The Tucker Carlson scandal has reignited the debate over who gets to define conservative ideology, as yet another Fox News host has been exposed making unconscionable comments on the air.

“Arranging a marriage between a 16-year-old and a 27-year-old is not the same as pulling a stranger off the street and raping her.”

“[Iraq is] a crappy place filled with a bunch of, you know, semiliterate primitive monkeys — that’s why it wasn’t worth invading.”

“I just wanted to give [Alexis Stewart] the spanking she so desperately needs.”

“How is [Obama] black, for one thing?
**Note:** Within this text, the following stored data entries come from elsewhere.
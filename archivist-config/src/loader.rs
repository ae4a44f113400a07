use std::env;
use std::fs;
use std::path::{Path, PathBuf};

use anyhow::{Context, anyhow};
use tracing::debug;

use crate::models::ArchivistConfig;

pub const CONFIG_PATH_ENV: &str = "ARCHIVIST_CONFIG_PATH";
pub const CONFIG_JSON_ENV: &str = "ARCHIVIST_CONFIG_JSON";

const CANDIDATES: &[&str] = &[
    "archivist.toml",
    "archivist.json",
    "config/archivist.toml",
    "config/archivist.json",
];

/// Where the loaded configuration came from.
#[derive(Debug, Clone, PartialEq, Eq, Default)]
pub enum ConfigSource {
    #[default]
    Default,
    EnvPath(PathBuf),
    EnvInline,
    File(PathBuf),
}

impl ArchivistConfig {
    /// Load configuration. A `.env` file in the working directory is read
    /// first, then the first hit wins:
    /// 1) `$ARCHIVIST_CONFIG_PATH` (TOML or JSON file),
    /// 2) `$ARCHIVIST_CONFIG_JSON` (inline JSON),
    /// 3) `archivist.toml` or `config/archivist.toml`,
    /// 4) defaults.
    pub fn load_from_env() -> anyhow::Result<(Self, ConfigSource)> {
        match dotenvy::dotenv() {
            Ok(path) => debug!(path = %path.display(), "loaded .env"),
            Err(err) if err.not_found() => {}
            Err(err) => return Err(err).context("failed to read .env"),
        }

        if let Ok(path_str) = env::var(CONFIG_PATH_ENV)
            && !path_str.trim().is_empty()
        {
            let path = PathBuf::from(path_str);
            let config = Self::load_from_file(&path)?;
            return Ok((config, ConfigSource::EnvPath(path)));
        }

        if let Ok(raw) = env::var(CONFIG_JSON_ENV)
            && !raw.trim().is_empty()
        {
            let parsed = Self::parse_json(&raw)
                .with_context(|| format!("failed to parse {CONFIG_JSON_ENV}"))?;
            return Ok((parsed, ConfigSource::EnvInline));
        }

        if let Some(path) = Self::find_default_file(Path::new(".")) {
            let config = Self::load_from_file(&path)?;
            return Ok((config, ConfigSource::File(path)));
        }

        Ok((Self::default(), ConfigSource::Default))
    }

    pub fn load_from_file(path: &Path) -> anyhow::Result<Self> {
        let contents = fs::read_to_string(path)
            .with_context(|| format!("failed to read config from {}", path.display()))?;

        match path.extension().and_then(|ext| ext.to_str()) {
            Some("json") => Self::parse_json(&contents)
                .with_context(|| format!("invalid config {}", path.display())),
            Some("toml") => toml::from_str(&contents)
                .map_err(|err| anyhow!("invalid config {}: {err}", path.display())),
            _ => Self::parse_from_str(&contents, &path.display().to_string()),
        }
    }

    /// TOML first, then JSON.
    pub fn parse_from_str(contents: &str, origin: &str) -> anyhow::Result<Self> {
        toml::from_str(contents).or_else(|toml_err| {
            serde_json::from_str(contents).map_err(|json_err| {
                anyhow!(
                    "failed to parse config {origin}: toml error: {toml_err}; json error: {json_err}"
                )
            })
        })
    }

    pub fn parse_json(raw: &str) -> anyhow::Result<Self> {
        serde_json::from_str(raw).map_err(|err| anyhow!("invalid config json: {err}"))
    }

    /// First default config file under `base`.
    pub fn find_default_file(base: &Path) -> Option<PathBuf> {
        CANDIDATES
            .iter()
            .map(|candidate| base.join(candidate))
            .find(|path| path.is_file())
    }
}

#[cfg(test)]
mod tests {
    use tempfile::tempdir;

    use super::*;

    #[test]
    fn partial_toml_keeps_other_defaults() {
        let config = ArchivistConfig::parse_from_str(
            r#"
            [vault]
            internal_root = "/data/vault"

            [sync]
            rename_ignore_ttl_ms = 8000
            "#,
            "inline",
        )
        .unwrap();
        assert_eq!(config.vault.internal_root, Some(PathBuf::from("/data/vault")));
        assert_eq!(config.sync.rename_ignore_ttl_ms, 8_000);
        assert_eq!(config.sync.lock_wait_ms, 500);
        assert_eq!(config.watch.settle_window_ms, 500);
    }

    #[test]
    fn json_files_are_accepted() {
        let dir = tempdir().unwrap();
        let path = dir.path().join("archivist.json");
        fs::write(&path, r#"{"maintenance": {"hash_batch": 25}}"#).unwrap();

        let config = ArchivistConfig::load_from_file(&path).unwrap();
        assert_eq!(config.maintenance.hash_batch, 25);
        assert_eq!(config.maintenance.metadata_batch, 5);
    }

    #[test]
    fn broken_files_name_their_origin() {
        let dir = tempdir().unwrap();
        let path = dir.path().join("archivist.conf");
        fs::write(&path, "not = [valid").unwrap();

        let err = ArchivistConfig::load_from_file(&path).unwrap_err();
        assert!(err.to_string().contains("archivist.conf"));
    }

    #[test]
    fn default_file_lookup_prefers_the_top_level_file() {
        let dir = tempdir().unwrap();
        assert!(ArchivistConfig::find_default_file(dir.path()).is_none());

        fs::create_dir_all(dir.path().join("config")).unwrap();
        fs::write(dir.path().join("config/archivist.toml"), "").unwrap();
        assert_eq!(
            ArchivistConfig::find_default_file(dir.path()),
            Some(dir.path().join("config/archivist.toml"))
        );

        fs::write(dir.path().join("archivist.toml"), "").unwrap();
        assert_eq!(
            ArchivistConfig::find_default_file(dir.path()),
            Some(dir.path().join("archivist.toml"))
        );
    }
}
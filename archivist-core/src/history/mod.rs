//! Undo and redo of library mutations.

pub mod coordinator;

pub use coordinator::{HistoryCoordinator, HistoryStep};
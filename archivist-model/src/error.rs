use std::fmt::{self, Display};

/// Errors produced by model constructors and validation routines.
#[derive(Debug)]
pub enum ModelError {
    EmptyId(&'static str),
    InvalidField { field: &'static str, reason: String },
}

impl Display for ModelError {
    fn fmt(&self, f: &mut fmt::Formatter<'_>) -> fmt::Result {
        match self {
            ModelError::EmptyId(kind) => write!(f, "{kind} id cannot be empty"),
            ModelError::InvalidField { field, reason } => {
                write!(f, "invalid {field}: {reason}")
            }
        }
    }
}

impl std::error::Error for ModelError {}

pub type Result<T> = std::result::Result<T, ModelError>;
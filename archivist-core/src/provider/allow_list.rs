use std::path::{Path, PathBuf};

use parking_lot::RwLock;

use crate::error::{ArchiveError, Result};
use crate::vault::{clean_path, is_within, path_key};

/// Vault roots a provider is permitted to touch.
///
/// The internal vault is always allowed once configured. Linked folders are
/// added when the user links them and removed when they are unlinked.
#[derive(Debug, Default)]
pub struct AllowList {
    internal: RwLock<Option<PathBuf>>,
    linked: RwLock<Vec<PathBuf>>,
}

impl AllowList {
    pub fn new(internal: Option<PathBuf>) -> Self {
        Self {
            internal: RwLock::new(internal.map(|root| clean_path(&root))),
            linked: RwLock::new(Vec::new()),
        }
    }

    pub fn set_internal(&self, root: Option<PathBuf>) {
        *self.internal.write() = root.map(|root| clean_path(&root));
    }

    pub fn internal(&self) -> Option<PathBuf> {
        self.internal.read().clone()
    }

    pub fn add_root(&self, root: &Path) {
        let root = clean_path(root);
        let key = path_key(&root);
        let mut linked = self.linked.write();
        if !linked.iter().any(|existing| path_key(existing) == key) {
            linked.push(root);
        }
    }

    pub fn remove_root(&self, root: &Path) {
        let key = path_key(&clean_path(root));
        self.linked.write().retain(|existing| path_key(existing) != key);
    }

    /// Internal root first, then linked roots in registration order.
    pub fn roots(&self) -> Vec<PathBuf> {
        let mut roots: Vec<PathBuf> = self.internal.read().iter().cloned().collect();
        roots.extend(self.linked.read().iter().cloned());
        roots
    }

    pub fn is_allowed(&self, path: &Path) -> bool {
        let path = clean_path(path);
        path.is_absolute() && self.roots().iter().any(|root| is_within(&path, root))
    }

    /// Lexically normalised `path` when it lies inside a registered root.
    pub fn authorize(&self, path: &Path) -> Result<PathBuf> {
        let clean = clean_path(path);
        if self.is_allowed(&clean) {
            Ok(clean)
        } else {
            Err(ArchiveError::UnauthorizedPath(path.to_path_buf()))
        }
    }
}

#[cfg(test)]
mod tests {
    use super::*;

    #[test]
    fn internal_root_is_always_allowed() {
        let allow = AllowList::new(Some(PathBuf::from("/vault/internal")));
        assert!(allow.is_allowed(Path::new("/vault/internal/cat.png")));
        assert!(!allow.is_allowed(Path::new("/vault/other/cat.png")));
    }

    #[test]
    fn linked_roots_come_and_go() {
        let allow = AllowList::new(None);
        let pictures = Path::new("/Users/me/Pictures");
        assert!(allow.authorize(&pictures.join("cat.png")).is_err());

        allow.add_root(pictures);
        allow.add_root(Path::new("/Users/me/Pictures/"));
        assert_eq!(allow.roots().len(), 1);
        assert!(allow.authorize(&pictures.join("cat.png")).is_ok());

        allow.remove_root(pictures);
        assert!(matches!(
            allow.authorize(&pictures.join("cat.png")),
            Err(ArchiveError::UnauthorizedPath(_))
        ));
    }

    #[test]
    fn parent_segments_cannot_escape() {
        let allow = AllowList::new(Some(PathBuf::from("/vault")));
        assert!(!allow.is_allowed(Path::new("/vault/../etc/passwd")));
        assert!(!allow.is_allowed(Path::new("relative/cat.png")));
    }
}
use std::path::{Path, PathBuf};

use archivist_model::{GeneralSettings, LibrarySource, SourceId, SourceKind};

use super::locator::{is_within, path_key};

/// Registered vault roots: the internal vault plus every linked folder.
#[derive(Debug, Clone, Default)]
pub struct VaultRoots {
    internal: Option<PathBuf>,
    linked: Vec<(SourceId, PathBuf)>,
}

impl VaultRoots {
    pub fn new(internal: Option<PathBuf>) -> Self {
        Self {
            internal,
            linked: Vec::new(),
        }
    }

    pub fn from_library(settings: &GeneralSettings, sources: &[LibrarySource]) -> Self {
        let internal = settings.local_vault_path.clone().or_else(|| {
            sources
                .iter()
                .find(|source| source.is_internal())
                .and_then(|source| source.path.clone())
        });
        let linked = sources
            .iter()
            .filter(|source| source.kind == SourceKind::LocalFolder)
            .filter_map(|source| source.path.clone().map(|path| (source.id.clone(), path)))
            .collect();
        Self { internal, linked }
    }

    pub fn with_linked(mut self, id: SourceId, path: impl Into<PathBuf>) -> Self {
        self.linked.push((id, path.into()));
        self
    }

    pub fn internal(&self) -> Option<&Path> {
        self.internal.as_deref()
    }

    /// Root directory of a source, if it has one.
    pub fn root_of(&self, source: &SourceId) -> Option<&Path> {
        if source.is_internal() {
            return self.internal();
        }
        self.linked
            .iter()
            .find(|(id, _)| id == source)
            .map(|(_, path)| path.as_path())
    }

    pub fn in_internal(&self, path: &Path) -> bool {
        self.internal
            .as_deref()
            .is_some_and(|root| is_within(path, root))
    }

    /// Owning source by longest matching root.
    pub fn owner_of(&self, path: &Path) -> Option<SourceId> {
        self.iter()
            .filter(|(_, root)| is_within(path, root))
            .max_by_key(|(_, root)| path_key(root).len())
            .map(|(id, _)| id)
    }

    /// Source whose root equals `candidate` or nests with it in either
    /// direction.
    pub fn overlapping(&self, candidate: &Path) -> Option<SourceId> {
        self.iter()
            .find(|(_, root)| is_within(candidate, root) || is_within(root, candidate))
            .map(|(id, _)| id)
    }

    pub fn iter(&self) -> impl Iterator<Item = (SourceId, &Path)> {
        self.internal
            .iter()
            .map(|root| (SourceId::internal(), root.as_path()))
            .chain(
                self.linked
                    .iter()
                    .map(|(id, root)| (id.clone(), root.as_path())),
            )
    }
}
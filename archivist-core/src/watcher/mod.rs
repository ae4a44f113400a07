//! Filesystem watching and startup reconciliation.
//!
//! [`VaultWatcher`] subscribes to every vault root through the provider and
//! hands settled events to the [`WatchReconciler`]. Changes that touch the
//! library poke the [`RefreshDebouncer`]. [`ReconcilePass`] covers what
//! happened while nothing was watching.

pub mod debouncer;
pub mod pass;
pub mod reconciler;

use std::collections::HashMap;
use std::fmt;
use std::path::{Path, PathBuf};
use std::sync::Arc;

use parking_lot::Mutex;
use tokio::task::JoinHandle;
use tracing::{debug, info};

pub use debouncer::RefreshDebouncer;
pub use pass::{ReconcilePass, ReconcileSummary};
pub use reconciler::{SkipReason, WatchOutcome, WatchReconciler};

use crate::error::Result;
use crate::provider::FsProvider;
use crate::vault::path_key;

/// One watch task per vault root.
pub struct VaultWatcher {
    provider: Arc<dyn FsProvider>,
    reconciler: Arc<WatchReconciler>,
    debouncer: Arc<RefreshDebouncer>,
    tasks: Mutex<HashMap<String, (PathBuf, JoinHandle<()>)>>,
}

impl fmt::Debug for VaultWatcher {
    fn fmt(&self, f: &mut fmt::Formatter<'_>) -> fmt::Result {
        f.debug_struct("VaultWatcher")
            .field("roots", &self.roots())
            .finish()
    }
}

impl VaultWatcher {
    pub fn new(
        provider: Arc<dyn FsProvider>,
        reconciler: Arc<WatchReconciler>,
        debouncer: Arc<RefreshDebouncer>,
    ) -> Self {
        Self {
            provider,
            reconciler,
            debouncer,
            tasks: Mutex::new(HashMap::new()),
        }
    }

    /// Start watching `root`. Watching a root twice is a no-op.
    pub async fn watch(&self, root: &Path) -> Result<()> {
        let key = path_key(root);
        if self.tasks.lock().contains_key(&key) {
            return Ok(());
        }

        let mut subscription = self.provider.watch_directory(root).await?;
        let reconciler = Arc::clone(&self.reconciler);
        let debouncer = Arc::clone(&self.debouncer);
        let watched = subscription.root.clone();
        let task = tokio::spawn(async move {
            while let Some(event) = subscription.next().await {
                let outcome = reconciler.handle_event(&event).await;
                if outcome.wants_refresh() {
                    debouncer.poke();
                }
            }
            debug!(root = %subscription.root.display(), "watch stream ended");
        });

        info!(root = %watched.display(), "watching vault");
        if let Some((_, previous)) = self.tasks.lock().insert(key, (watched, task)) {
            previous.abort();
        }
        Ok(())
    }

    pub fn unwatch(&self, root: &Path) {
        if let Some((path, task)) = self.tasks.lock().remove(&path_key(root)) {
            task.abort();
            info!(root = %path.display(), "stopped watching vault");
        }
    }

    pub fn roots(&self) -> Vec<PathBuf> {
        let mut roots: Vec<PathBuf> = self
            .tasks
            .lock()
            .values()
            .map(|(path, _)| path.clone())
            .collect();
        roots.sort();
        roots
    }

    pub fn shutdown(&self) {
        for (_, (_, task)) in self.tasks.lock().drain() {
            task.abort();
        }
    }
}

impl Drop for VaultWatcher {
    fn drop(&mut self) {
        self.shutdown();
    }
}
//! Batch import with duplicate detection.
//!
//! Nothing from a batch is persisted until every candidate has been hashed
//! and, when duplicates turned up, a [`DuplicateResolver`] has decided what
//! to do with them.

pub mod candidate;
pub mod importer;

pub use candidate::{ImportCandidate, mime_for_extension};
pub use importer::{
    DuplicateChoice, DuplicateResolver, FixedChoice, ImportBatch, ImportReport, Importer,
};
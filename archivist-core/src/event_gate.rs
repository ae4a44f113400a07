//! Suppression of watcher feedback.
//!
//! Two mechanisms share this gate. The ignore list holds paths the engine is
//! about to write itself; entries expire after a TTL because watch backends
//! report with latency. The fingerprint cache remembers the last `(size,
//! mtime)` seen per path so a backend that reports the same write twice is
//! only heard once.

use std::path::Path;
use std::sync::Arc;
use std::time::SystemTime;

use dashmap::DashMap;
use tokio::task::JoinHandle;
use tokio::time::{Duration, Instant, MissedTickBehavior};
use tracing::trace;

use crate::config::GateConfig;
use crate::provider::FsEvent;
use crate::vault::{clean_path, path_key, sidecar_paths};

/// What the gate decided about a watch event.
#[derive(Debug, Clone, Copy, PartialEq, Eq)]
pub enum GateDecision {
    Admit,
    /// The engine caused this change.
    SelfWrite,
    /// Same path, size and mtime as an event seen within the TTL.
    Duplicate,
}

#[derive(Debug, Clone, Copy)]
struct Fingerprint {
    size: u64,
    modified: Option<SystemTime>,
    seen_at: Instant,
}

#[derive(Debug)]
pub struct EventGate {
    ignored: DashMap<String, Instant>,
    seen: DashMap<String, Fingerprint>,
    config: GateConfig,
}

impl Default for EventGate {
    fn default() -> Self {
        Self::new(GateConfig::default())
    }
}

fn key(path: &Path) -> String {
    path_key(&clean_path(path))
}

impl EventGate {
    pub fn new(config: GateConfig) -> Self {
        Self {
            ignored: DashMap::new(),
            seen: DashMap::new(),
            config,
        }
    }

    /// Suppress events for `path` until `ttl` has passed.
    pub fn ignore(&self, path: &Path, ttl: Duration) {
        let until = Instant::now() + ttl;
        self.ignored
            .entry(key(path))
            .and_modify(|existing| {
                if *existing < until {
                    *existing = until;
                }
            })
            .or_insert(until);
    }

    /// Suppress `path` plus its `.json`/`.txt` sidecars.
    pub fn ignore_with_sidecars(&self, path: &Path, ttl: Duration) {
        self.ignore(path, ttl);
        for sidecar in sidecar_paths(path) {
            self.ignore(&sidecar, ttl);
        }
    }

    pub fn is_ignored(&self, path: &Path) -> bool {
        let key = key(path);
        match self.ignored.get(&key).map(|until| *until) {
            Some(until) if until > Instant::now() => true,
            Some(_) => {
                self.ignored.remove(&key);
                false
            }
            None => false,
        }
    }

    /// Classify an event and remember its fingerprint.
    pub fn admit(&self, event: &FsEvent) -> GateDecision {
        let key = key(&event.path);
        let now = Instant::now();
        let size = event.size.unwrap_or(0);

        let duplicate = self.seen.get(&key).is_some_and(|cached| {
            now.duration_since(cached.seen_at) <= self.config.fingerprint_ttl
                && cached.size == size
                && cached.modified == event.modified
        });
        self.seen.insert(
            key,
            Fingerprint {
                size,
                modified: event.modified,
                seen_at: now,
            },
        );

        if self.is_ignored(&event.path) {
            GateDecision::SelfWrite
        } else if duplicate {
            GateDecision::Duplicate
        } else {
            GateDecision::Admit
        }
    }

    /// Drop expired ignore entries and fingerprints.
    pub fn sweep(&self) {
        let now = Instant::now();
        let ttl = self.config.fingerprint_ttl;
        self.ignored.retain(|_, until| *until > now);
        self.seen
            .retain(|_, print| now.duration_since(print.seen_at) <= ttl);
        trace!(
            ignored = self.ignored.len(),
            fingerprints = self.seen.len(),
            "event gate swept"
        );
    }

    /// Periodic [`EventGate::sweep`] for the lifetime of the returned task.
    pub fn spawn_sweeper(self: &Arc<Self>) -> JoinHandle<()> {
        let gate = Arc::clone(self);
        let period = gate.config.sweep_interval.max(Duration::from_millis(10));
        tokio::spawn(async move {
            let mut ticker = tokio::time::interval(period);
            ticker.set_missed_tick_behavior(MissedTickBehavior::Delay);
            ticker.tick().await;
            loop {
                ticker.tick().await;
                gate.sweep();
            }
        })
    }
}

#[cfg(test)]
mod tests {
    use std::path::PathBuf;

    use super::*;

    #[tokio::test(start_paused = true)]
    async fn ignore_entries_expire() {
        let gate = EventGate::default();
        let path = Path::new("/Vault/Cat.png");
        gate.ignore_with_sidecars(path, Duration::from_millis(2000));

        assert!(gate.is_ignored(Path::new("/vault/cat.png")));
        assert!(gate.is_ignored(Path::new("/vault/cat.json")));

        tokio::time::advance(Duration::from_millis(2001)).await;
        assert!(!gate.is_ignored(path));
    }

    #[tokio::test(start_paused = true)]
    async fn repeated_fingerprints_are_duplicates_within_ttl() {
        let gate = EventGate::default();
        let mtime = SystemTime::UNIX_EPOCH + std::time::Duration::from_secs(100);
        let event = FsEvent::added(PathBuf::from("/vault/a.png")).with_fingerprint(10, Some(mtime));

        assert_eq!(gate.admit(&event), GateDecision::Admit);
        assert_eq!(gate.admit(&event), GateDecision::Duplicate);

        let changed = event.clone().with_fingerprint(11, Some(mtime));
        assert_eq!(gate.admit(&changed), GateDecision::Admit);

        tokio::time::advance(Duration::from_millis(5001)).await;
        assert_eq!(gate.admit(&changed), GateDecision::Admit);
    }

    #[tokio::test(start_paused = true)]
    async fn self_writes_win_over_fingerprints() {
        let gate = EventGate::default();
        gate.ignore(Path::new("/vault/a.png"), Duration::from_secs(3));
        let event = FsEvent::added(PathBuf::from("/vault/a.png"));
        assert_eq!(gate.admit(&event), GateDecision::SelfWrite);
    }

    #[tokio::test(start_paused = true)]
    async fn sweep_forgets_stale_state() {
        let gate = EventGate::default();
        gate.ignore(Path::new("/vault/a.png"), Duration::from_secs(2));
        gate.admit(&FsEvent::added(PathBuf::from("/vault/b.png")));

        tokio::time::advance(Duration::from_secs(6)).await;
        gate.sweep();
        assert!(gate.ignored.is_empty());
        assert!(gate.seen.is_empty());
    }
}
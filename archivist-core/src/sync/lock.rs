use std::fmt;

use archivist_model::ImageId;
use dashmap::DashMap;
use dashmap::mapref::entry::Entry;
use tokio::time::{Duration, Instant, sleep};

use crate::error::{ArchiveError, Result};

const POLL_INTERVAL: Duration = Duration::from_millis(25);

/// Per-record mutual exclusion for reconcile and disk deletes.
///
/// Only the engine hands out guards; callers never see the map.
#[derive(Default)]
pub struct LockSet {
    held: DashMap<ImageId, Instant>,
}

impl fmt::Debug for LockSet {
    fn fmt(&self, f: &mut fmt::Formatter<'_>) -> fmt::Result {
        f.debug_struct("LockSet")
            .field("held", &self.held.len())
            .finish()
    }
}

impl LockSet {
    pub fn new() -> Self {
        Self::default()
    }

    fn try_acquire(&self, id: &ImageId) -> Option<LockGuard<'_>> {
        match self.held.entry(id.clone()) {
            Entry::Occupied(_) => None,
            Entry::Vacant(slot) => {
                slot.insert(Instant::now());
                Some(LockGuard {
                    set: self,
                    id: id.clone(),
                })
            }
        }
    }

    /// Take the lock for `id`, waiting at most `wait` for a current holder.
    pub async fn acquire(&self, id: &ImageId, wait: Duration) -> Result<LockGuard<'_>> {
        let deadline = Instant::now() + wait;
        loop {
            if let Some(guard) = self.try_acquire(id) {
                return Ok(guard);
            }
            let now = Instant::now();
            if now >= deadline {
                return Err(ArchiveError::LockTimeout(id.clone()));
            }
            sleep(POLL_INTERVAL.min(deadline - now)).await;
        }
    }

    pub fn is_locked(&self, id: &ImageId) -> bool {
        self.held.contains_key(id)
    }
}

/// Releases the record lock on drop.
pub struct LockGuard<'a> {
    set: &'a LockSet,
    id: ImageId,
}

impl fmt::Debug for LockGuard<'_> {
    fn fmt(&self, f: &mut fmt::Formatter<'_>) -> fmt::Result {
        f.debug_struct("LockGuard").field("id", &self.id).finish()
    }
}

impl Drop for LockGuard<'_> {
    fn drop(&mut self) {
        self.set.held.remove(&self.id);
    }
}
He has one white parent, one black parent”.

These quotes are not the deranged rantings of a fringe wing-nut extremist speaking into a tin foil microphone on an obscure internet podcast, but direct on-air quotes by Fox News host Tucker Carlson calling in to a radio show in 2006, which were recently revealed by Media Matters. Predictably, the revelation met with a polarized reception, with liberals calling for his head and conservatives trotting out the “free speech” argument.

What nobody is asking, however, is why anything Tucker Carlson has to say is necessary, to begin with. Who is he, and why does he get to be so consequential within conservative circles? Who anointed him keeper and promoter of American conservative values? Since when do he and his likes get to dictate the agenda for the GOP and effectively set an agenda for the entire country? Who decided in the first place, that conservatism should even be characterized by such nastiness?

FOX NEWS & THE HOSTILE TAKEOVER OF AMERICAN CONSERVATISM

To understand the seemingly novel concept of a conservative movement devoid of racial animus and misogynist energy, it is useful to point out that the GOP, which is America’s conservative party, has not always been aligned with such politics. It was, in fact, under Republican President Abraham Lincoln that chattel slavery in the U.S. was outlawed. This is not to say that the party had no racist members or leanings at the time, but instead to make the point that such energy was not always central to the existence of American conservative politics.

The journey of the GOP from being the party of Abraham Lincoln to the party of Tucker Carlson started in 1968 under the so-called Southern Strategy which correctly predicted that white voters in the south would vote Republican if the party adopted a racial dog-whistling approach in the post-Jim Crow era. As is too often the case with arrangements of political convenience, what was intended to be no more than an election gimmick took on a life of its own, and soon the GOP embraced a newfound reputation as the party of regressive and repressive social politics.